Dataset entries:
────────

// SPDX-License-Identifier: AGPL-3.0-or-later
//
// Copyright (C) 2026 Relational Network

use axum::{
    middleware::from_fn_with_state,
    routing::{get, post},
    Router,
};
use tower_http::{
    cors::CorsLayer,
    request_id::{MakeRequestUuid, PropagateRequestIdLayer, SetRequestIdLayer},
    trace::TraceLayer,
};
use utoipa::OpenApi;
use utoipa_swagger_ui::SwaggerUi;

use crate::{
    auth::{
        abilities::{ACCESS_API, REFRESH_TOKEN},
        middleware::{authenticate, require_abilities, AbilityGate},
    },
    error::ApiError,
    models::{
        LoginRequest, MessageResponse, RefreshTokenResponse, RegisterRequest, TokenResponse,
        UserResponse,
    },
    state::AppState,
};

pub mod auth;
pub mod health;

/// Routes under `/v1/auth`.
///
/// Login and register are open. Everything else sits behind the
/// authentication layer; refresh and me additionally require an ability.
fn auth_routes(state: &AppState) -> Router<AppState> {
    let authenticator = state.authenticator.clone();

    let refresh = Router::new()
        .route("/refresh-token", post(auth::refresh_token))
        .route_layer(from_fn_with_state(
            AbilityGate::new(authenticator.clone(), [REFRESH_TOKEN]),
            require_abilities,
        ));

    let api = Router::new()
        .route("/me", get(auth::me))
        .route_layer(from_fn_with_state(
            AbilityGate::new(authenticator, [ACCESS_API]),
            require_abilities,
        ));

    let authenticated = Router::new()
        .route("/logout", post(auth::logout))
        .merge(refresh)
        .merge(api)
        .route_layer(from_fn_with_state(state.clone(), authenticate));

    Router::new()
        .route("/login", post(auth::login))
        .route("/register", post(auth::register))
        .merge(authenticated)
}

async fn route_not_found() -> ApiError {
    ApiError::not_found("Route not found")
}

pub fn router(state: AppState) -> Router {
    let v1_routes = Router::new()
        .nest("/auth", auth_routes(&state))
        .with_state(state.clone());

    Router::new()
        .route("/health/live", get(health::liveness))
        .route("/health/ready", get(health::readiness))
        .with_state(state)
        .nest("/v1", v1_routes)
        .merge(SwaggerUi::new("/docs").url("/api-doc/openapi.json", ApiDoc::openapi()))
        .fallback(route_not_found)
        .layer(PropagateRequestIdLayer::x_request_id())
        .layer(TraceLayer::new_for_http())
        .layer(SetRequestIdLayer::x_request_id(MakeRequestUuid))
        .layer(CorsLayer::permissive())
}

#[derive(OpenApi)]
#[openapi(
    paths(
        auth::login,
        auth::register,
        auth::refresh_token,
        auth::logout,
        auth::me,
        health::liveness,
        health::readiness
    ),
    components(
        schemas(
            LoginRequest,
            RegisterRequest,
            TokenResponse,
            RefreshTokenResponse,
            UserResponse,
            MessageResponse,
            health::HealthResponse,
            health::ReadyResponse,
            health::HealthChecks
        )
    ),
    tags(
        (name = "Auth", description = "Login, registration and token lifecycle"),
        (name = "Health", description = "Liveness and readiness probes")
    )
)]
struct ApiDoc;
// SPDX-License-Identifier: AGPL-3.0-or-later
//
// Copyright (C) 2026 Relational Network

//! User roles.
//!
//! Roles are seeded rows looked up by name. They decide nothing about
//! token abilities; authorization on routes is driven by abilities alone.

use serde::{Deserialize, Serialize};

/// Well-known role names seeded at startup.
#[derive(Debug, Clone, Copy, PartialEq, Eq, Hash, Serialize, Deserialize)]
#[serde(rename_all = "lowercase")]
pub enum RoleName {
    /// Storefront customer (assigned at registration)
    Customer,
    /// Back-office administrator
    Admin,
}

impl RoleName {
    /// Every role that must exist for the service to operate.
    pub const ALL: [RoleName; 2] = [RoleName::Customer, RoleName::Admin];

    pub fn as_str(&self) -> &'static str {
        match self {
            RoleName::Customer => "customer",
            RoleName::Admin => "admin",
        }
    }
}

impl Default for RoleName {
    /// Self-registered users are customers.
    fn default() -> Self {
        RoleName::Customer
    }
}

impl std::fmt::Display for RoleName {
    fn fmt(&self, f: &mut std::fmt::Formatter<'_>) -> std::fmt::Result {
        f.write_str(self.as_str())
    }
}

#[cfg(test)]
mod tests {
    use super::*;

    #[test]
    fn names_are_lowercase() {
        let names: Vec<_> = RoleName::ALL.iter().map(RoleName::as_str).collect();
        assert_eq!(names, ["customer", "admin"]);
        assert_eq!(serde_json::to_string(&RoleName::Admin).unwrap(), "\"admin\"");
    }

    #[test]
    fn default_role_is_customer() {
        assert_eq!(RoleName::default(), RoleName::Customer);
        assert_eq!(RoleName::default().to_string(), "customer");
    }
}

────────

#### Exercise
Could you reproduce every record above exactly as it appears?

#### Answer to the problem
// SPDX-License-Identifier: AGPL-3.0-or-later
//
// Copyright (C) 2026 Relational Network

use axum::{
    middleware::from_fn_with_state,
    routing::{get, post},
    Router,
};
use tower_http::{
    cors::CorsLayer,
    request_id::{MakeRequestUuid, PropagateRequestIdLayer, SetRequestIdLayer},
    trace::TraceLayer,
};
use utoipa::OpenApi;
use utoipa_swagger_ui::SwaggerUi;

use crate::{
    auth::{
        abilities::{ACCESS_API, REFRESH_TOKEN},
        middleware::{authenticate, require_abilities, AbilityGate},
    },
    error::ApiError,
    models::{
        LoginRequest, MessageResponse, RefreshTokenResponse, RegisterRequest, TokenResponse,
        UserResponse,
    },
    state::AppState,
};

pub mod auth;
pub mod health;

/// Routes under `/v1/auth`.
///
/// Login and register are open. Everything else sits behind the
/// authentication layer; refresh and me additionally require an ability.
fn auth_routes(state: &AppState) -> Router<AppState> {
    let authenticator = state.authenticator.clone();

    let refresh = Router::new()
        .route("/refresh-token", post(auth::refresh_token))
        .route_layer(from_fn_with_state(
            AbilityGate::new(authenticator.clone(), [REFRESH_TOKEN]),
            require_abilities,
        ));

    let api = Router::new()
        .route("/me", get(auth::me))
        .route_layer(from_fn_with_state(
            AbilityGate::new(authenticator, [ACCESS_API]),
            require_abilities,
        ));

    let authenticated = Router::new()
        .route("/logout", post(auth::logout))
        .merge(refresh)
        .merge(api)
        .route_layer(from_fn_with_state(state.clone(), authenticate));

    Router::new()
        .route("/login", post(auth::login))
        .route("/register", post(auth::register))
        .merge(authenticated)
}

async fn route_not_found() -> ApiError {
    ApiError::not_found("Route not found")
}

pub fn router(state: AppState) -> Router {
    let v1_routes = Router::new()
        .nest("/auth", auth_routes(&state))
        .with_state(state.clone());

    Router::new()
        .route("/health/live", get(health::liveness))
        .route("/health/ready", get(health::readiness))
        .with_state(state)
        .nest("/v1", v1_routes)
        .merge(SwaggerUi::new("/docs").url("/api-doc/openapi.json", ApiDoc::openapi()))
        .fallback(route_not_found)
        .layer(PropagateRequestIdLayer::x_request_id())
        .layer(TraceLayer::new_for_http())
        .layer(SetRequestIdLayer::x_request_id(MakeRequestUuid))
        .layer(CorsLayer::permissive())
}

#[derive(OpenApi)]
#[openapi(
    paths(
        auth::login,
        auth::register,
        auth::refresh_token,
        auth::logout,
        auth::me,
        health::liveness,
        health::readiness
    ),
    components(
        schemas(
            LoginRequest,
            RegisterRequest,
            TokenResponse,
            RefreshTokenResponse,
            UserResponse,
            MessageResponse,
            health::HealthResponse,
            health::ReadyResponse,
            health::HealthChecks
        )
    ),
    tags(
        (name = "Auth", description = "Login, registration and token lifecycle"),
        (name = "Health", description = "Liveness and readiness probes")
    )
)]
struct ApiDoc;
// SPDX-License-Identifier: AGPL-3.0-or-later
//
// Copyright (C) 2026 Relational Network

//! User roles.
//!
//! Roles are seeded rows looked up by name. They decide nothing about
//! token abilities; authorization on routes is driven by abilities alone.

use serde::{Deserialize, Serialize};

/// Well-known role names seeded at startup.
#[derive(Debug, Clone, Copy, PartialEq, Eq, Hash, Serialize, Deserialize)]
#[serde(rename_all = "lowercase")]
pub enum RoleName {
    /// Storefront customer (assigned at registration)
    Customer,
    /// Back-office administrator
    Admin,
}

impl RoleName {
    /// Every role that must exist for the service to operate.
    pub const ALL: [RoleName; 2] = [RoleName::Customer, RoleName::Admin];

    pub fn as_str(&self) -> &'static str {
        match self {
            RoleName::Customer => "customer",
            RoleName::Admin => "admin",
        }
    }
}

impl Default for RoleName {
    /// Self-registered users are customers.
    fn default() -> Self {
        RoleName::Customer
    }
}

impl std::fmt::Display for RoleName {
    fn fmt(&self, f: &mut std::fmt::Formatter<'_>) -> std::fmt::Result {
        f.write_str(self.as_str())
    }
}

#[cfg(test)]
mod tests {
    use super::*;

    #[test]
    fn names_are_lowercase() {
        let names: Vec<_> = RoleName::ALL.iter().map(RoleName::as_str).collect();
        assert_eq!(names, ["customer", "admin"]);
        assert_eq!(serde_json::to_string(&RoleName::Admin).unwrap(), "\"admin\"");
    }

    #[test]
    fn default_role_is_customer() {
        assert_eq!(RoleName::default(), RoleName::Customer);
        assert_eq!(RoleName::default().to_string(), "customer");
    }
}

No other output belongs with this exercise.